INSTRUCTIONS FOR THE TASK: Retype the data below without altering anything.

RECORDS SHOWN:
++++++

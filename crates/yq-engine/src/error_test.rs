use super::*;

#[test]
fn test_kinds() {
    let cases: Vec<(EngineError, ErrorKind)> = vec![
        (
            CoreError::ConfigInvalid {
                message: "x".to_string(),
            }
            .into(),
            ErrorKind::Configuration,
        ),
        (
            CoreError::DuplicateVersion {
                version: "v1.00".to_string(),
                first: "v1.00".to_string(),
                second: "v1.0".to_string(),
            }
            .into(),
            ErrorKind::VersionResolution,
        ),
        (
            DbError::ConnectionError("refused".to_string()).into(),
            ErrorKind::Connectivity,
        ),
        (
            DbError::UnsupportedPlatform {
                name: "db2".to_string(),
                available: "duckdb".to_string(),
            }
            .into(),
            ErrorKind::Configuration,
        ),
        (
            DbError::CapabilityNotSupported {
                platform: "mysql".to_string(),
                capability: "schemas".to_string(),
            }
            .into(),
            ErrorKind::Capability,
        ),
        (
            EngineError::DatabaseNotFound {
                database: "app".to_string(),
            },
            ErrorKind::Connectivity,
        ),
        (EngineError::NothingToRebase, ErrorKind::VersionResolution),
    ];
    for (err, kind) in cases {
        assert_eq!(err.kind(), kind, "{err}");
    }
}

#[test]
fn test_script_failure_display() {
    let err = EngineError::ScriptFailed(Box::new(ScriptFailure {
        version: Some(Version::new(1, 2)),
        script: "v1.02/01_tables.sql".to_string(),
        statement: Some("CREATE TABLE".to_string()),
        batch_no: Some(3),
        error: DbError::sql(None, "syntax error", "CREATE TABLE"),
    }));
    assert_eq!(err.kind(), ErrorKind::ScriptExecution);
    assert_eq!(
        err.to_string(),
        "[M002] Script failed 'v1.02/01_tables.sql' in v1.02 (batch 3): [D002] SQL execution failed: syntax error"
    );
    assert_eq!(err.script_failure().and_then(|f| f.batch_no), Some(3));
}
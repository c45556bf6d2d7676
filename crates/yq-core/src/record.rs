//! Rows of the metadata table

use crate::error::{CoreError, CoreResult};
use crate::version::Version;
use chrono::{DateTime, NaiveDateTime, Utc};
use serde::{Deserialize, Serialize};
use std::fmt;
use std::str::FromStr;

/// Number of columns selected by the metadata queries, in this order:
/// sequence_id, version, applied_on_utc, applied_by_user, applied_by_tool,
/// applied_by_tool_version, status, duration_ms, checksum,
/// failed_script_path, failed_script_error, additional_artifacts.
pub const RECORD_COLUMNS: usize = 12;

/// Outcome of one version attempt
#[derive(Debug, Clone, Copy, PartialEq, Eq, Serialize, Deserialize)]
pub enum VersionStatus {
    Successful,
    Failed,
}

impl VersionStatus {
    /// Value stored in the status column
    pub fn as_str(&self) -> &'static str {
        match self {
            VersionStatus::Successful => "Successful",
            VersionStatus::Failed => "Failed",
        }
    }
}

impl fmt::Display for VersionStatus {
    fn fmt(&self, f: &mut fmt::Formatter<'_>) -> fmt::Result {
        f.write_str(self.as_str())
    }
}

impl FromStr for VersionStatus {
    type Err = CoreError;

    fn from_str(s: &str) -> Result<Self, Self::Err> {
        match s.trim().to_ascii_lowercase().as_str() {
            "successful" => Ok(VersionStatus::Successful),
            "failed" => Ok(VersionStatus::Failed),
            other => Err(CoreError::InvalidRecord {
                message: format!("unknown status '{}'", other),
            }),
        }
    }
}

/// One row of the metadata table
#[derive(Debug, Clone, PartialEq, Serialize, Deserialize)]
pub struct AppliedVersionRecord {
    pub sequence_id: i64,
    pub version: Version,
    pub applied_on_utc: DateTime<Utc>,
    pub applied_by_user: String,
    pub applied_by_tool: String,
    pub applied_by_tool_version: String,
    pub status: VersionStatus,
    pub duration_ms: i64,
    pub checksum: String,
    pub failed_script_path: Option<String>,
    pub failed_script_error: Option<String>,
    pub additional_artifacts: Option<String>,
}

impl AppliedVersionRecord {
    /// Decode a text row in [`RECORD_COLUMNS`] order.
    ///
    /// Empty strings in the optional columns are read as absent.
    pub fn from_row(row: &[Option<String>]) -> CoreResult<Self> {
        if row.len() < RECORD_COLUMNS {
            return Err(CoreError::InvalidRecord {
                message: format!(
                    "expected {} columns, got {}",
                    RECORD_COLUMNS,
                    row.len()
                ),
            });
        }
        let required = |idx: usize, name: &str| -> CoreResult<String> {
            row[idx].clone().ok_or_else(|| CoreError::InvalidRecord {
                message: format!("column '{}' is null", name),
            })
        };
        let optional = |idx: usize| -> Option<String> {
            row[idx].as_ref().filter(|v| !v.is_empty()).cloned()
        };
        let number = |idx: usize, name: &str| -> CoreResult<i64> {
            let raw = required(idx, name)?;
            raw.trim().parse::<i64>().map_err(|_| CoreError::InvalidRecord {
                message: format!("column '{}' is not an integer: '{}'", name, raw),
            })
        };

        Ok(Self {
            sequence_id: number(0, "sequence_id")?,
            version: Version::parse(&required(1, "version")?)?,
            applied_on_utc: parse_timestamp(&required(2, "applied_on_utc")?)?,
            applied_by_user: optional(3).unwrap_or_default(),
            applied_by_tool: optional(4).unwrap_or_default(),
            applied_by_tool_version: optional(5).unwrap_or_default(),
            status: required(6, "status")?.parse()?,
            duration_ms: optional(7)
                .map(|_| number(7, "duration_ms"))
                .transpose()?
                .unwrap_or(0),
            checksum: optional(8).unwrap_or_default(),
            failed_script_path: optional(9),
            failed_script_error: optional(10),
            additional_artifacts: optional(11),
        })
    }

    /// Whether the row marks the version as applied
    pub fn is_successful(&self) -> bool {
        self.status == VersionStatus::Successful
    }
}

/// Render a timestamp the way the metadata templates insert it.
pub fn format_timestamp(ts: &DateTime<Utc>) -> String {
    ts.format("%Y-%m-%d %H:%M:%S%.3f").to_string()
}

/// Parse a timestamp as drivers render it in text form.
///
/// Accepts RFC 3339, `YYYY-MM-DD HH:MM:SS[.fff][+zz]` and the `T`-separated
/// variant without offset (interpreted as UTC).
pub fn parse_timestamp(raw: &str) -> CoreResult<DateTime<Utc>> {
    let raw = raw.trim();
    if let Ok(ts) = DateTime::parse_from_rfc3339(raw) {
        return Ok(ts.with_timezone(&Utc));
    }
    if let Ok(ts) = DateTime::parse_from_str(raw, "%Y-%m-%d %H:%M:%S%.f%#z") {
        return Ok(ts.with_timezone(&Utc));
    }
    for fmt in ["%Y-%m-%d %H:%M:%S%.f", "%Y-%m-%dT%H:%M:%S%.f"] {
        if let Ok(naive) = NaiveDateTime::parse_from_str(raw, fmt) {
            return Ok(naive.and_utc());
        }
    }
    Err(CoreError::InvalidRecord {
        message: format!("unrecognised timestamp '{}'", raw),
    })
}

/// Highest successful version by version ordering (not insertion order).
pub fn current_version(records: &[AppliedVersionRecord]) -> Option<Version> {
    records
        .iter()
        .filter(|r| r.is_successful())
        .map(|r| r.version)
        .max()
}

#[cfg(test)]
#[path = "record_test.rs"]
mod tests;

++++++

PROBLEM SOLUTION:
filename crates/yq-engine/src/error_test.rs
use super::*;

#[test]
fn test_kinds() {
    let cases: Vec<(EngineError, ErrorKind)> = vec![
        (
            CoreError::ConfigInvalid {
                message: "x".to_string(),
            }
            .into(),
            ErrorKind::Configuration,
        ),
        (
            CoreError::DuplicateVersion {
                version: "v1.00".to_string(),
                first: "v1.00".to_string(),
                second: "v1.0".to_string(),
            }
            .into(),
            ErrorKind::VersionResolution,
        ),
        (
            DbError::ConnectionError("refused".to_string()).into(),
            ErrorKind::Connectivity,
        ),
        (
            DbError::UnsupportedPlatform {
                name: "db2".to_string(),
                available: "duckdb".to_string(),
            }
            .into(),
            ErrorKind::Configuration,
        ),
        (
            DbError::CapabilityNotSupported {
                platform: "mysql".to_string(),
                capability: "schemas".to_string(),
            }
            .into(),
            ErrorKind::Capability,
        ),
        (
            EngineError::DatabaseNotFound {
                database: "app".to_string(),
            },
            ErrorKind::Connectivity,
        ),
        (EngineError::NothingToRebase, ErrorKind::VersionResolution),
    ];
    for (err, kind) in cases {
        assert_eq!(err.kind(), kind, "{err}");
    }
}

#[test]
fn test_script_failure_display() {
    let err = EngineError::ScriptFailed(Box::new(ScriptFailure {
        version: Some(Version::new(1, 2)),
        script: "v1.02/01_tables.sql".to_string(),
        statement: Some("CREATE TABLE".to_string()),
        batch_no: Some(3),
        error: DbError::sql(None, "syntax error", "CREATE TABLE"),
    }));
    assert_eq!(err.kind(), ErrorKind::ScriptExecution);
    assert_eq!(
        err.to_string(),
        "[M002] Script failed 'v1.02/01_tables.sql' in v1.02 (batch 3): [D002] SQL execution failed: syntax error"
    );
    assert_eq!(err.script_failure().and_then(|f| f.batch_no), Some(3));
}
repository c45556bf6d2d7676
filename crates/yq-core/src/record.rs
//! Rows of the metadata table

use crate::error::{CoreError, CoreResult};
use crate::version::Version;
use chrono::{DateTime, NaiveDateTime, Utc};
use serde::{Deserialize, Serialize};
use std::fmt;
use std::str::FromStr;

/// Number of columns selected by the metadata queries, in this order:
/// sequence_id, version, applied_on_utc, applied_by_user, applied_by_tool,
/// applied_by_tool_version, status, duration_ms, checksum,
/// failed_script_path, failed_script_error, additional_artifacts.
pub const RECORD_COLUMNS: usize = 12;

/// Outcome of one version attempt
#[derive(Debug, Clone, Copy, PartialEq, Eq, Serialize, Deserialize)]
pub enum VersionStatus {
    Successful,
    Failed,
}

impl VersionStatus {
    /// Value stored in the status column
    pub fn as_str(&self) -> &'static str {
        match self {
            VersionStatus::Successful => "Successful",
            VersionStatus::Failed => "Failed",
        }
    }
}

impl fmt::Display for VersionStatus {
    fn fmt(&self, f: &mut fmt::Formatter<'_>) -> fmt::Result {
        f.write_str(self.as_str())
    }
}

impl FromStr for VersionStatus {
    type Err = CoreError;

    fn from_str(s: &str) -> Result<Self, Self::Err> {
        match s.trim().to_ascii_lowercase().as_str() {
            "successful" => Ok(VersionStatus::Successful),
            "failed" => Ok(VersionStatus::Failed),
            other => Err(CoreError::InvalidRecord {
                message: format!("unknown status '{}'", other),
            }),
        }
    }
}

/// One row of the metadata table
#[derive(Debug, Clone, PartialEq, Serialize, Deserialize)]
pub struct AppliedVersionRecord {
    pub sequence_id: i64,
    pub version: Version,
    pub applied_on_utc: DateTime<Utc>,
    pub applied_by_user: String,
    pub applied_by_tool: String,
    pub applied_by_tool_version: String,
    pub status: VersionStatus,
    pub duration_ms: i64,
    pub checksum: String,
    pub failed_script_path: Option<String>,
    pub failed_script_error: Option<String>,
    pub additional_artifacts: Option<String>,
}

impl AppliedVersionRecord {
    /// Decode a text row in [`RECORD_COLUMNS`] order.
    ///
    /// Empty strings in the optional columns are read as absent.
    pub fn from_row(row: &[Option<String>]) -> CoreResult<Self> {
        if row.len() < RECORD_COLUMNS {
            return Err(CoreError::InvalidRecord {
                message: format!(
                    "expected {} columns, got {}",
                    RECORD_COLUMNS,
                    row.len()
                ),
            });
        }
        let required = |idx: usize, name: &str| -> CoreResult<String> {
            row[idx].clone().ok_or_else(|| CoreError::InvalidRecord {
                message: format!("column '{}' is null", name),
            })
        };
        let optional = |idx: usize| -> Option<String> {
            row[idx].as_ref().filter(|v| !v.is_empty()).cloned()
        };
        let number = |idx: usize, name: &str| -> CoreResult<i64> {
            let raw = required(idx, name)?;
            raw.trim().parse::<i64>().map_err(|_| CoreError::InvalidRecord {
                message: format!("column '{}' is not an integer: '{}'", name, raw),
            })
        };

        Ok(Self {
            sequence_id: number(0, "sequence_id")?,
            version: Version::parse(&required(1, "version")?)?,
            applied_on_utc: parse_timestamp(&required(2, "applied_on_utc")?)?,
            applied_by_user: optional(3).unwrap_or_default(),
            applied_by_tool: optional(4).unwrap_or_default(),
            applied_by_tool_version: optional(5).unwrap_or_default(),
            status: required(6, "status")?.parse()?,
            duration_ms: optional(7)
                .map(|_| number(7, "duration_ms"))
                .transpose()?
                .unwrap_or(0),
            checksum: optional(8).unwrap_or_default(),
            failed_script_path: optional(9),
            failed_script_error: optional(10),
            additional_artifacts: optional(11),
        })
    }

    /// Whether the row marks the version as applied
    pub fn is_successful(&self) -> bool {
        self.status == VersionStatus::Successful
    }
}

/// Render a timestamp the way the metadata templates insert it.
pub fn format_timestamp(ts: &DateTime<Utc>) -> String {
    ts.format("%Y-%m-%d %H:%M:%S%.3f").to_string()
}

/// Parse a timestamp as drivers render it in text form.
///
/// Accepts RFC 3339, `YYYY-MM-DD HH:MM:SS[.fff][+zz]` and the `T`-separated
/// variant without offset (interpreted as UTC).
pub fn parse_timestamp(raw: &str) -> CoreResult<DateTime<Utc>> {
    let raw = raw.trim();
    if let Ok(ts) = DateTime::parse_from_rfc3339(raw) {
        return Ok(ts.with_timezone(&Utc));
    }
    if let Ok(ts) = DateTime::parse_from_str(raw, "%Y-%m-%d %H:%M:%S%.f%#z") {
        return Ok(ts.with_timezone(&Utc));
    }
    for fmt in ["%Y-%m-%d %H:%M:%S%.f", "%Y-%m-%dT%H:%M:%S%.f"] {
        if let Ok(naive) = NaiveDateTime::parse_from_str(raw, fmt) {
            return Ok(naive.and_utc());
        }
    }
    Err(CoreError::InvalidRecord {
        message: format!("unrecognised timestamp '{}'", raw),
    })
}

/// Highest successful version by version ordering (not insertion order).
pub fn current_version(records: &[AppliedVersionRecord]) -> Option<Version> {
    records
        .iter()
        .filter(|r| r.is_successful())
        .map(|r| r.version)
        .max()
}

#[cfg(test)]
#[path = "record_test.rs"]
mod tests;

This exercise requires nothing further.